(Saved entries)
--

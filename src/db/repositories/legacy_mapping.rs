use crate::entities::{artist_apt_mappings, prelude::*};
use anyhow::Result;
use sea_orm::{DatabaseConnection, EntityTrait, QueryOrder, Set};

/// A row of the legacy mapping table.
#[derive(Debug, Clone)]
pub struct LegacyMapping {
    pub id: i32,
    pub artist_id: i32,
    pub apt_profile: String,
    pub confidence_score: Option<f64>,
    pub mapping_method: Option<String>,
    pub mapping_notes: Option<String>,
}

pub struct LegacyMappingRepository {
    conn: DatabaseConnection,
}

impl LegacyMappingRepository {
    #[must_use]
    pub const fn new(conn: DatabaseConnection) -> Self {
        Self { conn }
    }

    /// Every mapping, newest first within each artist.
    pub async fn list(&self) -> Result<Vec<LegacyMapping>> {
        let rows = ArtistAptMappings::find()
            .order_by_asc(artist_apt_mappings::Column::ArtistId)
            .order_by_desc(artist_apt_mappings::Column::Id)
            .all(&self.conn)
            .await?;

        Ok(rows
            .into_iter()
            .map(|m| LegacyMapping {
                id: m.id,
                artist_id: m.artist_id,
                apt_profile: m.apt_profile,
                confidence_score: m.confidence_score,
                mapping_method: m.mapping_method,
                mapping_notes: m.mapping_notes,
            })
            .collect())
    }

    pub async fn add(
        &self,
        artist_id: i32,
        apt_profile: &str,
        confidence_score: Option<f64>,
        mapping_method: Option<&str>,
        mapping_notes: Option<&str>,
    ) -> Result<i32> {
        let active_model = artist_apt_mappings::ActiveModel {
            artist_id: Set(artist_id),
            apt_profile: Set(apt_profile.to_string()),
            confidence_score: Set(confidence_score),
            mapping_method: Set(mapping_method.map(str::to_string)),
            mapping_notes: Set(mapping_notes.map(str::to_string)),
            created_at: Set(chrono::Utc::now().to_rfc3339()),
            ..Default::default()
        };

        let result = ArtistAptMappings::insert(active_model)
            .exec(&self.conn)
            .await?;
        Ok(result.last_insert_id)
    }
}
pub mod artist;
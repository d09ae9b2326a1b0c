//! Ranks the 16 archetype codes against an axis-score vector.
//!
//! Each code sits on a corner of the 0-100 hypercube (low pole letter at 0,
//! high pole letter at 100). Codes are ranked by Euclidean distance from the
//! score vector, then by their distance along the A/R axis, then by a
//! rotation seeded from the artist's identity. The last key only matters for
//! exact ties, which is what happens when every score sits at 50.

use serde::{Deserialize, Serialize};

use super::archetype::ArchetypeCode;
use super::axis::{Axis, AxisScores};

/// Distance from the all-neutral point to every corner.
pub const NEUTRAL_DISTANCE: f64 = 100.0;

/// Farthest possible distance between two corners.
pub const MAX_DISTANCE: f64 = 200.0;

/// Weight multipliers by rank, so weights strictly decrease even on ties.
const RANK_DECAY: [f64; 3] = [1.0, 0.8, 0.6];

/// Confidence ceiling when the best code is not separated from the field.
pub const LOW_SEPARATION_CONFIDENCE_CAP: f64 = 0.25;

const SEPARATION_SCALE: f64 = 30.0;
const MARGIN_SCALE: f64 = 10.0;

#[derive(Debug, Clone, Copy, PartialEq, Serialize, Deserialize)]
#[serde(deny_unknown_fields)]
pub struct PrimaryType {
    #[serde(rename = "type")]
    pub code: ArchetypeCode,
    pub weight: f64,
    pub rank: u8,
}

#[derive(Debug, Clone, Copy, PartialEq, Eq)]
pub enum ResolutionStatus {
    /// The best code stands clear of the undifferentiated field.
    Separated,
    /// Scores are too close to neutral; the ranking came from the seeded tiebreak.
    LowSeparation,
}

#[derive(Debug, Clone, PartialEq)]
pub struct Resolution {
    pub primary_types: Vec<PrimaryType>,
    pub confidence: f64,
    pub status: ResolutionStatus,
    /// `NEUTRAL_DISTANCE - d1`
    pub separation: f64,
    /// `d2 - d1`
    pub margin: f64,
}

impl Resolution {
    #[must_use]
    pub fn primary(&self) -> Option<ArchetypeCode> {
        self.primary_types.first().map(|t| t.code)
    }

    #[must_use]
    pub const fn is_low_separation(&self) -> bool {
        matches!(self.status, ResolutionStatus::LowSeparation)
    }
}

#[derive(Debug, Clone, Copy, PartialEq)]
pub struct ResolverSettings {
    pub min_separation: f64,
    pub secondary_distance_cutoff: f64,
    pub max_types: usize,
}

impl Default for ResolverSettings {
    fn default() -> Self {
        Self {
            min_separation: 4.0,
            secondary_distance_cutoff: 60.0,
            max_types: 3,
        }
    }
}

impl From<&crate::config::ClassificationConfig> for ResolverSettings {
    fn from(config: &crate::config::ClassificationConfig) -> Self {
        Self {
            min_separation: config.min_separation,
            secondary_distance_cutoff: config.secondary_distance_cutoff,
            max_types: config.max_types,
        }
    }
}

#[derive(Debug, Clone, Copy, PartialEq)]
pub struct Candidate {
    pub code: ArchetypeCode,
    pub distance: f64,
    pub ar_distance: f64,
    rotation: usize,
}

/// Euclidean distance from the scores to a code's corner.
#[must_use]
pub fn distance(scores: &AxisScores, code: ArchetypeCode) -> f64 {
    Axis::ALL
        .iter()
        .map(|axis| {
            let delta = scores.get(*axis) - code.pole(*axis).corner();
            delta * delta
        })
        .sum::<f64>()
        .sqrt()
}

/// 64-bit FNV-1a. Output is fixed across toolchains, unlike `DefaultHasher`.
#[must_use]
pub fn fnv1a(bytes: &[u8]) -> u64 {
    const OFFSET: u64 = 0xcbf2_9ce4_8422_2325;
    const PRIME: u64 = 0x0000_0100_0000_01b3;

    bytes.iter().fold(OFFSET, |hash, byte| {
        (hash ^ u64::from(*byte)).wrapping_mul(PRIME)
    })
}

/// Tiebreak seed for an artist: its id and lowercase name.
#[must_use]
pub fn artist_seed(id: i32, name: &str) -> u64 {
    let key = format!("{id}:{}", name.trim().to_lowercase());
    fnv1a(key.as_bytes())
}

/// All 16 codes, best match first.
#[must_use]
pub fn rank_candidates(scores: &AxisScores, seed: u64) -> Vec<Candidate> {
    let offset = (seed % ArchetypeCode::ALL.len() as u64) as usize;

    let mut candidates: Vec<Candidate> = ArchetypeCode::ALL
        .iter()
        .map(|code| {
            let axis = Axis::AbstractRepresentational;
            Candidate {
                code: *code,
                distance: distance(scores, *code),
                ar_distance: (scores.get(axis) - code.pole(axis).corner()).abs(),
                rotation: (code.ordinal() + ArchetypeCode::ALL.len() - offset)
                    % ArchetypeCode::ALL.len(),
            }
        })
        .collect();

    candidates.sort_by(|a, b| {
        a.distance
            .total_cmp(&b.distance)
            .then(a.ar_distance.total_cmp(&b.ar_distance))
            .then(a.rotation.cmp(&b.rotation))
    });
    candidates
}

fn truncate3(value: f64) -> f64 {
    (value * 1000.0).floor() / 1000.0
}

/// Resolves scores to 1-3 weighted codes plus a confidence.
///
/// `evidence_strength` (0-1) is how much real evidence fed the scores.
#[must_use]
pub fn resolve(
    scores: &AxisScores,
    evidence_strength: f64,
    seed: u64,
    settings: &ResolverSettings,
) -> Resolution {
    let ranked = rank_candidates(scores, seed);
    let best = ranked[0];
    let runner_up = ranked[1];

    let max_types = settings.max_types.clamp(1, RANK_DECAY.len());
    let chosen: Vec<Candidate> = ranked
        .iter()
        .take(max_types)
        .enumerate()
        .take_while(|(i, c)| {
            *i == 0 || c.distance - best.distance <= settings.secondary_distance_cutoff
        })
        .map(|(_, c)| *c)
        .collect();

    let raw: Vec<f64> = chosen
        .iter()
        .zip(RANK_DECAY)
        .map(|(c, decay)| (1.0 - c.distance / MAX_DISTANCE) * decay)
        .collect();
    let total: f64 = raw.iter().sum();

    let primary_types = chosen
        .iter()
        .zip(&raw)
        .enumerate()
        .map(|(i, (c, w))| PrimaryType {
            code: c.code,
            weight: truncate3(w / total),
            rank: u8::try_from(i + 1).unwrap_or(u8::MAX),
        })
        .collect();

    let separation = NEUTRAL_DISTANCE - best.distance;
    let margin = runner_up.distance - best.distance;

    let separation_term = (separation / SEPARATION_SCALE).clamp(0.0, 1.0);
    let margin_term = (margin / MARGIN_SCALE).clamp(0.0, 1.0);
    let mut confidence =
        0.55 * evidence_strength.clamp(0.0, 1.0) + 0.35 * separation_term + 0.10 * margin_term;

    let status = if separation < settings.min_separation {
        confidence = confidence.min(LOW_SEPARATION_CONFIDENCE_CAP);
        ResolutionStatus::LowSeparation
    } else {
        ResolutionStatus::Separated
    };

    Resolution {
        primary_types,
        confidence: truncate3(confidence.clamp(0.0, 1.0)),
        status,
        separation,
        margin,
    }
}

#[cfg(test)]
mod tests {
    use super::*;
    use crate::apt::axis::Pole;
    use std::collections::HashMap;

    fn scores(l_s: f64, a_r: f64, e_m: f64, f_c: f64) -> AxisScores {
        AxisScores::from_main(l_s, a_r, e_m, f_c)
    }

    fn assert_invariants(resolution: &Resolution) {
        let types = &resolution.primary_types;
        assert!(!types.is_empty() && types.len() <= 3);
        let sum: f64 = types.iter().map(|t| t.weight).sum();
        assert!(sum <= 1.0 + 1e-12, "weights sum to {sum}");
        for pair in types.windows(2) {
            assert!(pair[0].weight > pair[1].weight);
            assert_eq!(pair[1].rank, pair[0].rank + 1);
        }
        assert_eq!(types[0].rank, 1);
        assert!((0.0..=1.0).contains(&resolution.confidence));
    }

    #[test]
    fn test_corner_scores_resolve_to_that_code() {
        let settings = ResolverSettings::default();
        for code in ArchetypeCode::ALL {
            let corner = code.poles().map(Pole::corner);
            let s = scores(corner[0], corner[1], corner[2], corner[3]);
            let resolution = resolve(&s, 1.0, 0, &settings);
            assert_eq!(resolution.primary(), Some(code));
            assert_eq!(resolution.status, ResolutionStatus::Separated);
            assert_invariants(&resolution);
        }
    }

    #[test]
    fn test_invariants_over_grid() {
        let settings = ResolverSettings::default();
        let steps = [0.0, 17.5, 49.0, 50.0, 51.0, 80.0, 100.0];
        for &a in &steps {
            for &b in &steps {
                for &c in &steps {
                    for &d in &steps {
                        let resolution = resolve(&scores(a, b, c, d), 0.5, 99, &settings);
                        assert_invariants(&resolution);
                    }
                }
            }
        }
    }

    #[test]
    fn test_neutral_scores_are_low_confidence() {
        let resolution = resolve(&AxisScores::neutral(), 0.0, 1, &ResolverSettings::default());
        assert_eq!(resolution.status, ResolutionStatus::LowSeparation);
        assert!(resolution.confidence < 0.3);
        assert_eq!(resolution.primary_types.len(), 3);
        assert_invariants(&resolution);
    }

    #[test]
    fn test_neutral_scores_do_not_collapse() {
        let settings = ResolverSettings::default();
        let mut counts: HashMap<ArchetypeCode, usize> = HashMap::new();
        for id in 0..64 {
            let seed = artist_seed(id, &format!("Anonymous Master {id}"));
            let resolution = resolve(&AxisScores::neutral(), 0.0, seed, &settings);
            *counts.entry(resolution.primary().unwrap()).or_default() += 1;
        }
        assert!(counts.len() >= 8, "only {} distinct codes", counts.len());
        assert!(counts.values().all(|n| *n <= 16));
    }

    #[test]
    fn test_ties_prefer_decisive_abstract_axis() {
        // F/C neutral: LAEF and LAEC tie on distance and on A/R; the seed decides.
        let s = scores(10.0, 10.0, 10.0, 50.0);
        let ranked = rank_candidates(&s, 0);
        assert!((ranked[0].distance - ranked[1].distance).abs() < 1e-9);
        let top: Vec<_> = ranked[..2].iter().map(|c| c.code).collect();
        assert!(top.contains(&ArchetypeCode::Laef) && top.contains(&ArchetypeCode::Laec));

        // LR.. and SA.. codes sit at the same distance; SA.. is closer on A/R.
        let s = scores(30.0, 30.0, 50.0, 50.0);
        let ranked = rank_candidates(&s, 7);
        for candidate in &ranked[4..8] {
            assert_eq!(candidate.code.pole(Axis::LoneSocial), Pole::Social);
            assert_eq!(
                candidate.code.pole(Axis::AbstractRepresentational),
                Pole::Abstract
            );
        }
        for candidate in &ranked[8..12] {
            assert_eq!(
                candidate.code.pole(Axis::AbstractRepresentational),
                Pole::Representational
            );
        }
    }

    #[test]
    fn test_confidence_grows_with_margin() {
        let settings = ResolverSettings::default();
        let weak = resolve(&scores(40.0, 40.0, 40.0, 40.0), 0.5, 0, &settings);
        let strong = resolve(&scores(5.0, 5.0, 5.0, 5.0), 0.5, 0, &settings);
        assert!(strong.confidence > weak.confidence);
        assert_eq!(strong.primary(), Some(ArchetypeCode::Laef));
    }

    #[test]
    fn test_max_types_and_cutoff() {
        let settings = ResolverSettings {
            max_types: 1,
            ..ResolverSettings::default()
        };
        let resolution = resolve(&scores(0.0, 0.0, 0.0, 0.0), 1.0, 0, &settings);
        assert_eq!(resolution.primary_types.len(), 1);
        assert!((resolution.primary_types[0].weight - 1.0).abs() < f64::EPSILON);

        let settings = ResolverSettings {
            secondary_distance_cutoff: 10.0,
            ..ResolverSettings::default()
        };
        let resolution = resolve(&scores(0.0, 0.0, 0.0, 0.0), 1.0, 0, &settings);
        assert_eq!(resolution.primary_types.len(), 1);
    }

    #[test]
    fn test_fnv_is_stable() {
        assert_eq!(fnv1a(b""), 0xcbf2_9ce4_8422_2325);
        assert_eq!(fnv1a(b"a"), 0xaf63_dc4c_8601_ec8c);
        assert_ne!(artist_seed(1, "Monet"), artist_seed(2, "Monet"));
        assert_eq!(artist_seed(1, " Monet "), artist_seed(1, "monet"));
    }
}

--

Give back exactly the lines from the first line of the records through the line holding "#[derive(Debug, Clone)]", including both of those lines and leaving out all others.

→ OUTPUT FOR THIS TASK:
filename src/db/repositories/legacy_mapping.rs
use crate::entities::{artist_apt_mappings, prelude::*};
use anyhow::Result;
use sea_orm::{DatabaseConnection, EntityTrait, QueryOrder, Set};

/// A row of the legacy mapping table.
#[derive(Debug, Clone)]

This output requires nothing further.